She’s been dating this guy. She might even love him…but he has two kids and she has one. She always said she’d NEVER hook up with a man who has kids! Growing up, she had a stepmother she hated. Her dad was always with “her,” and she never got any one-on-one time with her father. She’d never be anyone’s STEPMOTHER and do that to another child—end of story.
As time goes on, however, she loves him more and more. She can’t break it off. Besides, his kids seem OK.
Then comes their first “family” vacation. He wants to take her and all their kids on a camping trip. He loves to camp. He plans the outing and makes all the arrangements.
The first evening goes well. They eat dinner and roast marshmallows. Then it’s bedtime and the first glitch: the tenting arrangement. His kids want Dad in their tent; her daughter wants Mom in her tent. The adults want to sleep with each other. They’d been sleeping together when their kids were staying with their other parents—every chance they could get. But not this night. They comply with their kids’ wishes and sleep separately.
The rest of the weekend, there are good and bad times. But clearly the tension of being together is building. There’s a nasty fight on the last day over something silly like the scrambled eggs being undercooked! In the end, his kids complain that camping is more fun without “them”. Her kid says that camping isn’t fun at all—too many bugs, too cold at night—and she doesn’t ever want to do it again!
This scenario isn’t surprising. Several issues common in stepcoupling and stepfamilies were working against them during this three-day “family” vacation.
First, it was a new and different experience for all of them. No one likes change, especially not children, parents, and stepparents—all of whom have already experienced too much change. They want their old familiar ways of doing things.
Second, it’s about competition. Kids don’t want to share their parents with anyone. The best part about camping is sharing a tent with the person you love the most, your parent. And the newcomers/outsiders threatened this. From the adults’ perspective, they were competing with the “stepkids” for tent time as a couple.
Third, these two families were strangers to each other. The adults’ affair was being carried on when the kids weren’t around.
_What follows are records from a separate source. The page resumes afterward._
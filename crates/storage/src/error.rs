use snafu::Snafu;

/// Failures surfaced by a [`crate::ChatStorage`] backend.
///
/// Every variant carries the `stage` that produced it so log lines can point at
/// the exact query or setup step.
#[derive(Debug, Snafu)]
#[snafu(visibility(pub(crate)))]
pub enum StorageError {
    #[snafu(display("no {entity} row with id {id} (at `{stage}`)"))]
    NotFound {
        stage: &'static str,
        entity: &'static str,
        id: String,
    },
    #[snafu(display("`{raw}` is not a valid {id_type}: {source}"))]
    InvalidId {
        stage: &'static str,
        id_type: &'static str,
        raw: String,
        source: uuid::Error,
    },
    /// Stored data contradicts itself, e.g. a block row that names another message.
    #[snafu(display("chat data is inconsistent at `{stage}`: {details}"))]
    BrokenInvariant {
        stage: &'static str,
        details: String,
    },

    #[snafu(display("cannot create database directory {path}: {source}"))]
    CreateDatabaseDir {
        stage: &'static str,
        path: String,
        source: std::io::Error,
    },
    #[snafu(display("`{database_url}` is not a usable sqlite location: {source}"))]
    DatabaseUrl {
        stage: &'static str,
        database_url: String,
        source: sqlx::Error,
    },
    #[snafu(display("cannot open chat database `{database_url}`: {source}"))]
    OpenDatabase {
        stage: &'static str,
        database_url: String,
        source: sqlx::Error,
    },
    #[snafu(display("`PRAGMA {pragma}` was rejected: {source}"))]
    ApplyPragma {
        stage: &'static str,
        pragma: &'static str,
        source: sqlx::Error,
    },
    #[snafu(display("chat schema migration failed: {source}"))]
    Migrate {
        stage: &'static str,
        source: sqlx::migrate::MigrateError,
    },
    #[snafu(display("query `{stage}` failed: {source}"))]
    Query {
        stage: &'static str,
        source: sqlx::Error,
    },

    #[snafu(display("cannot serialize {entity} payload at `{stage}`: {source}"))]
    EncodePayload {
        stage: &'static str,
        entity: &'static str,
        source: serde_json::Error,
    },
    #[snafu(display("stored {entity} payload for {id} is unreadable at `{stage}`: {source}"))]
    DecodePayload {
        stage: &'static str,
        entity: &'static str,
        id: String,
        source: serde_json::Error,
    },
}

pub type StorageResult<T> = Result<T, StorageError>;
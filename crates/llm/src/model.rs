use serde::{Deserialize, Serialize};

/// A model a provider can answer with.
#[derive(Debug, Clone, PartialEq, Eq)]
pub struct Model {
    pub id: String,
    /// Shown in listings; equals `id` unless the provider reports a nicer name.
    pub name: String,
}

impl Model {
    pub fn from_id(id: impl Into<String>) -> Self {
        let id = id.into();
        Self {
            name: id.clone(),
            id,
        }
    }
}

/// Identifies who answers an assistant message: a registered provider and one
/// of its models.
#[derive(Debug, Clone, PartialEq, Eq, Hash, Serialize, Deserialize)]
pub struct ModelRef {
    pub provider_id: String,
    pub model_id: String,
}

impl ModelRef {
    pub fn new(provider_id: impl Into<String>, model_id: impl Into<String>) -> Self {
        Self {
            provider_id: provider_id.into(),
            model_id: model_id.into(),
        }
    }
}

impl std::fmt::Display for ModelRef {
    fn fmt(&self, f: &mut std::fmt::Formatter<'_>) -> std::fmt::Result {
        f.write_str(&self.provider_id)?;
        f.write_str("/")?;
        f.write_str(&self.model_id)
    }
}

pub const DEFAULT_OPENAI_MODEL: &str = "gpt-4o-mini";

/// Listed when the provider's model endpoint cannot be reached.
pub fn default_openai_models() -> Vec<Model> {
    [DEFAULT_OPENAI_MODEL, "gpt-4o", "gpt-4.1", "o3"]
        .into_iter()
        .map(Model::from_id)
        .collect()
}

pub const DEFAULT_DEEPSEEK_MODEL: &str = "deepseek-chat";

pub fn default_deepseek_models() -> Vec<Model> {
    [DEFAULT_DEEPSEEK_MODEL, "deepseek-reasoner"]
        .into_iter()
        .map(Model::from_id)
        .collect()
}
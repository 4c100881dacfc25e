pub mod error;
pub mod ids;
pub mod sqlite;
pub mod types;

use std::future::Future;
use std::pin::Pin;

pub use error::{StorageError, StorageResult};
pub use ids::{BlockId, MessageId, RobotId, TopicId};
pub use sqlite::SqliteStorage;
pub use types::{
    BlockRecord, BlockRecordKind, BlockRecordStatus, DEFAULT_TOPIC_NAME, ErrorRecord,
    MessageRecord, MessageRecordStatus, MessageRole, MetricsRecord, ModelRecord, NewTopic,
    StorageBatch, TopicRecord, TopicSummary, UsageRecord,
};

pub type BoxFuture<'a, T> = Pin<Box<dyn Future<Output = T> + Send + 'a>>;

/// The `topics` table: one row per conversation holding its ordered message list.
pub trait TopicStore: Send + Sync {
    fn create_topic(&self, input: NewTopic) -> BoxFuture<'_, StorageResult<TopicRecord>>;
    fn list_topics(&self, robot_id: RobotId) -> BoxFuture<'_, StorageResult<Vec<TopicSummary>>>;
    fn load_topic(&self, topic_id: TopicId) -> BoxFuture<'_, StorageResult<Option<TopicRecord>>>;
    fn rename_topic(&self, topic_id: TopicId, name: String) -> BoxFuture<'_, StorageResult<()>>;
    /// Removes the topic row together with every block owned by its messages.
    fn delete_topic(&self, topic_id: TopicId) -> BoxFuture<'_, StorageResult<()>>;
    fn put_topic_messages(
        &self,
        topic_id: TopicId,
        messages: Vec<MessageRecord>,
    ) -> BoxFuture<'_, StorageResult<()>>;
}

/// The `message_blocks` table, keyed by block id with a `message_id` back-reference.
pub trait BlockStore: Send + Sync {
    fn load_blocks(
        &self,
        message_ids: Vec<MessageId>,
    ) -> BoxFuture<'_, StorageResult<Vec<BlockRecord>>>;
    fn put_block(&self, block: BlockRecord) -> BoxFuture<'_, StorageResult<()>>;
    fn put_blocks(&self, blocks: Vec<BlockRecord>) -> BoxFuture<'_, StorageResult<()>>;
    fn delete_blocks(&self, block_ids: Vec<BlockId>) -> BoxFuture<'_, StorageResult<()>>;
}

/// Multi-table writes committed in a single transaction.
pub trait BatchStore: Send + Sync {
    fn commit(&self, batch: StorageBatch) -> BoxFuture<'_, StorageResult<()>>;
}

pub trait ChatStorage: TopicStore + BlockStore + BatchStore {}

impl<T> ChatStorage for T where T: TopicStore + BlockStore + BatchStore {}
Suddenly they were all thrown together on a camping “adventure.” It sounded like a good idea…but it wasn’t!
The hype and anxiety involved in planning and carrying out family trips is another problem factor. It takes a lot of emotional and physical energy, plus a fair amount of money to make a joint vacation happen. If it’s disappointing, it feels like a real bust.
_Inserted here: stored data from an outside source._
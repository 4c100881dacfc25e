//! Chat completions through rig.
//!
//! One adapter serves every rig-backed route. [`CompletionApi`] picks the wire protocol:
//! the OpenAI Responses API, plain OpenAI-style chat completions for local servers, or
//! DeepSeek's chat completions, which stream `reasoning_content` as reasoning.

use std::time::Instant;

use futures::StreamExt;
use rig::completion::{CompletionModel, GetTokenUsage, Message as RigMessage};
use rig::prelude::CompletionClient;
use rig::providers::{deepseek, openai};
use rig::streaming::{StreamedAssistantContent, StreamingCompletionResponse};
use snafu::{ResultExt, ensure};
use tokio::sync::mpsc;
use tokio_util::sync::CancellationToken;

use super::chunk::{Chunk, ErrorInfo, Metrics, ResponseSummary, Usage};
use super::model::{
    DEFAULT_DEEPSEEK_MODEL, DEFAULT_OPENAI_MODEL, Model, default_deepseek_models,
    default_openai_models,
};
use super::provider::{
    CompletionsFailedSnafu, EmptyMessageSetSnafu, HttpClientSnafu, LlmProvider,
    MissingApiKeySnafu, ProviderConfig, ProviderError, ProviderMessage, ProviderResult,
    ProviderStreamHandle, ProviderWorker, Role, StreamRequest, make_event_stream,
};

pub const OPENAI_PROVIDER_ID: &str = "openai";
pub const DEEPSEEK_PROVIDER_ID: &str = "deepseek";

/// Wire protocol spoken by a rig-backed provider.
#[derive(Debug, Clone, Copy, PartialEq, Eq)]
pub enum CompletionApi {
    /// `/responses` on api.openai.com or a compatible gateway.
    OpenAiResponses,
    /// `/chat/completions`, which is what most self-hosted servers expose.
    OpenAiChat,
    DeepSeek,
}

pub struct OpenAiProvider {
    config: ProviderConfig,
    api: CompletionApi,
    models: Vec<Model>,
}

impl OpenAiProvider {
    pub fn new(config: ProviderConfig) -> ProviderResult<Self> {
        Self::with_api(config, CompletionApi::OpenAiResponses)
    }

    pub fn with_api(config: ProviderConfig, api: CompletionApi) -> ProviderResult<Self> {
        ensure!(
            !config.api_key.is_empty(),
            MissingApiKeySnafu {
                stage: "openai-provider-new",
                provider_id: config.provider_id.clone(),
            }
        );
        let models = match api {
            CompletionApi::DeepSeek => default_deepseek_models(),
            CompletionApi::OpenAiResponses | CompletionApi::OpenAiChat => default_openai_models(),
        };
        Ok(Self {
            config,
            api,
            models,
        })
    }

    pub fn api(&self) -> CompletionApi {
        self.api
    }

    fn openai_client(&self) -> ProviderResult<openai::Client> {
        let mut client = openai::Client::builder().api_key(self.config.api_key.as_str());
        if !self.config.endpoint.is_empty() {
            client = client.base_url(self.config.endpoint.as_str());
        }
        client.build().context(HttpClientSnafu {
            stage: "openai-client",
        })
    }

    fn deepseek_client(&self) -> ProviderResult<deepseek::Client> {
        let mut client = deepseek::Client::builder().api_key(self.config.api_key.as_str());
        if !self.config.endpoint.is_empty() {
            client = client.base_url(self.config.endpoint.as_str());
        }
        client.build().context(HttpClientSnafu {
            stage: "deepseek-client",
        })
    }
}

/// System turns and the request preamble, joined; rig takes a single preamble.
fn system_prompt(request: &StreamRequest) -> Option<String> {
    let system_turns = request
        .messages
        .iter()
        .filter(|message| message.role == Role::System)
        .map(|message| message.content.as_str());
    let parts = request
        .preamble
        .as_deref()
        .into_iter()
        .chain(system_turns)
        .filter(|part| !part.trim().is_empty())
        .collect::<Vec<_>>();

    (!parts.is_empty()).then(|| parts.join("\n\n"))
}

fn conversation(messages: &[ProviderMessage]) -> Vec<RigMessage> {
    messages
        .iter()
        .filter_map(|message| match message.role {
            Role::User => Some(RigMessage::user(message.content.clone())),
            Role::Assistant => Some(RigMessage::assistant(message.content.clone())),
            Role::System => None,
        })
        .collect()
}

async fn open<M>(
    model: &M,
    request: &StreamRequest,
) -> ProviderResult<StreamingCompletionResponse<M::StreamingResponse>>
where
    M: CompletionModel,
{
    let mut history = conversation(&request.messages);
    let Some(prompt) = history.pop() else {
        tracing::warn!(
            target = ?request.target,
            model_id = %request.model_id,
            "only system turns in history, nothing to prompt with"
        );
        return EmptyMessageSetSnafu {
            stage: "openai-prompt",
            target: request.target,
        }
        .fail();
    };

    let mut completion = model.completion_request(prompt).messages(history);
    if let Some(preamble) = system_prompt(request) {
        completion = completion.preamble(preamble);
    }
    if let Some(temperature) = request.temperature {
        completion = completion.temperature(temperature);
    }
    if let Some(max_tokens) = request.max_tokens {
        completion = completion.max_tokens(max_tokens);
    }
    completion.stream().await.context(CompletionsFailedSnafu {
        stage: "openai-open-stream",
    })
}

/// Token counts reported with the final stream item; all-zero reports count as missing.
fn usage_from(reported: rig::completion::Usage) -> Option<Usage> {
    let usage = Usage {
        prompt_tokens: reported.input_tokens,
        completion_tokens: reported.output_tokens,
        total_tokens: if reported.total_tokens > 0 {
            reported.total_tokens
        } else {
            reported.input_tokens + reported.output_tokens
        },
    };
    (usage.total_tokens > 0).then_some(usage)
}

/// Turns rig stream items into chunks and times the reasoning phase.
#[derive(Debug, Default)]
struct ReasoningClock {
    started: Option<Instant>,
}

impl ReasoningClock {
    fn thinking(&mut self, text: String) -> Option<Chunk> {
        if text.is_empty() {
            return None;
        }
        let started = *self.started.get_or_insert_with(Instant::now);
        Some(Chunk::thinking_delta(
            text,
            started.elapsed().as_millis() as u64,
        ))
    }

    fn translate<R>(&mut self, item: StreamedAssistantContent<R>) -> Option<Chunk>
    where
        R: Clone + Unpin,
    {
        match item {
            StreamedAssistantContent::Text(text) if !text.text.is_empty() => {
                Some(Chunk::text_delta(text.text))
            }
            StreamedAssistantContent::Reasoning(reasoning) => {
                self.thinking(reasoning.reasoning.concat())
            }
            StreamedAssistantContent::ReasoningDelta { reasoning, .. } => self.thinking(reasoning),
            _ => None,
        }
    }
}

fn send_error(events: &mpsc::UnboundedSender<Chunk>, error: &ProviderError) {
    let _ = events.send(Chunk::Error {
        error: ErrorInfo::from(error),
    });
}

/// Drives one completion until it ends, fails, or `cancel` fires.
async fn pump<M>(
    provider_id: String,
    model: M,
    request: StreamRequest,
    events: mpsc::UnboundedSender<Chunk>,
    cancel: CancellationToken,
) where
    M: CompletionModel,
{
    let target = request.target;
    let opened = tokio::select! {
        _ = cancel.cancelled() => {
            tracing::debug!(target = ?target, "cancelled while connecting");
            return;
        }
        opened = open(&model, &request) => opened,
    };
    let mut stream = match opened {
        Ok(stream) => stream,
        Err(error) => {
            tracing::error!(
                target = ?target,
                provider_id = %provider_id,
                model_id = %request.model_id,
                error = %error,
                "completion request was refused"
            );
            send_error(&events, &error);
            return;
        }
    };
    if events.send(Chunk::ResponseCreated).is_err() {
        return;
    }

    let started = Instant::now();
    let mut clock = ReasoningClock::default();
    let mut usage = None;
    loop {
        let item = tokio::select! {
            _ = cancel.cancelled() => {
                tracing::debug!(target = ?target, "cancelled mid-stream");
                stream.cancel();
                return;
            }
            item = stream.next() => item,
        };
        match item {
            None => break,
            Some(Ok(StreamedAssistantContent::Final(response))) => {
                usage = response.token_usage().and_then(usage_from);
            }
            Some(Ok(item)) => {
                let Some(chunk) = clock.translate(item) else {
                    continue;
                };
                if events.send(chunk).is_err() {
                    return;
                }
            }
            Some(Err(source)) => {
                tracing::warn!(target = ?target, error = %source, "completion stream broke");
                send_error(
                    &events,
                    &ProviderError::CompletionsFailed {
                        stage: "openai-stream-item",
                        source,
                    },
                );
                return;
            }
        }
    }

    tracing::debug!(target = ?target, usage = ?usage, "completion stream drained");
    let _ = events.send(Chunk::BlockComplete {
        response: Some(ResponseSummary {
            usage,
            metrics: Some(Metrics {
                time_first_token_millsec: None,
                time_completion_millsec: Some(started.elapsed().as_millis() as u64),
            }),
        }),
    });
}

impl LlmProvider for OpenAiProvider {
    fn id(&self) -> &str {
        &self.config.provider_id
    }

    fn name(&self) -> &str {
        match self.api {
            CompletionApi::OpenAiResponses => "OpenAI",
            CompletionApi::OpenAiChat => "OpenAI compatible",
            CompletionApi::DeepSeek => "DeepSeek",
        }
    }

    fn default_model(&self) -> &str {
        let fallback = match self.api {
            CompletionApi::DeepSeek => DEFAULT_DEEPSEEK_MODEL,
            CompletionApi::OpenAiResponses | CompletionApi::OpenAiChat => DEFAULT_OPENAI_MODEL,
        };
        self.config.default_model.as_deref().unwrap_or(fallback)
    }

    fn fallback_models(&self) -> &[Model] {
        &self.models
    }

    fn stream_chat(&self, request: StreamRequest) -> ProviderResult<ProviderStreamHandle> {
        ensure!(
            !request.messages.is_empty(),
            EmptyMessageSetSnafu {
                stage: "openai-stream-chat",
                target: request.target,
            }
        );

        let provider_id = self.config.provider_id.clone();
        let model_id = request.model_id.clone();
        let (events, stream, cancel) = make_event_stream(request.target, &request.cancel);
        let worker: ProviderWorker = match self.api {
            CompletionApi::OpenAiResponses => {
                let model = self.openai_client()?.completion_model(model_id);
                Box::pin(pump(provider_id, model, request, events, cancel))
            }
            CompletionApi::OpenAiChat => {
                let model = self
                    .openai_client()?
                    .completions_api()
                    .completion_model(model_id);
                Box::pin(pump(provider_id, model, request, events, cancel))
            }
            CompletionApi::DeepSeek => {
                let model = self.deepseek_client()?.completion_model(model_id);
                Box::pin(pump(provider_id, model, request, events, cancel))
            }
        };
        Ok(ProviderStreamHandle { stream, worker })
    }
}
It’s also hard for kids and adults, who aren’t used to being together, to be in cramped quarters with no boundaries. It makes everyone a little crazy at times.
And there are always surprises. But it’s the surprises that make the memories. For instance, everyone in our stepfamily remembers when one of our kids threw up all over the San Francisco airport! All seven of us were on a trip to celebrate Christmas with family. This was NOT a good start!
From years of experience, I’ve learned:
- There’s no easy formula. It’s different every time and they’re always surprises. Stepfamily vacations take HUGE amounts of patience and flexibility.
- Involve the kids in the planning as much as possible. Listen to their ideas. Think about it and talk with your partner. Kids need to feel that they’re an important part of the group process. Of course, the adults have to consider time, purpose, and practicality. Expectations and sleeping arrangements should be discussed before hand—everyone must be willing to compromise.
- It’s impossible to make it perfect for everyone. The kids may be different ages and genders and have different interests to consider. The binding force should be that it’s an opportunity for this stepfamily to do something together that transcends age, sex and interests. Kids can be flexible.I remember one special camping trip early on. Our five kids spent hours pretending that their tent was an emergency hospital—like the popular TV program, Mash. They took care of their sick and injured siblings and saved lives for the better part of a day.
- Check your attitude along the way. Be the adult that you are. You won’t always get your way…nor will anyone else. There will be issues to iron out, glitches, and disappointments. The best-laid plans can fail miserably. And the cheapest, most casual trips are often the best.
- Enjoy the good times as they happen. Appreciate them and applaud them. Remember to affirm the kids for special efforts, generosity, and patience. Commendations go a long way in family vacations. Incentives and bribes work, too.
- Lighten up and use your sense of humor. Laughter is sometimes the best medicine when people get tired and crabby.
Best to everyone this summer vacation. Stay cool.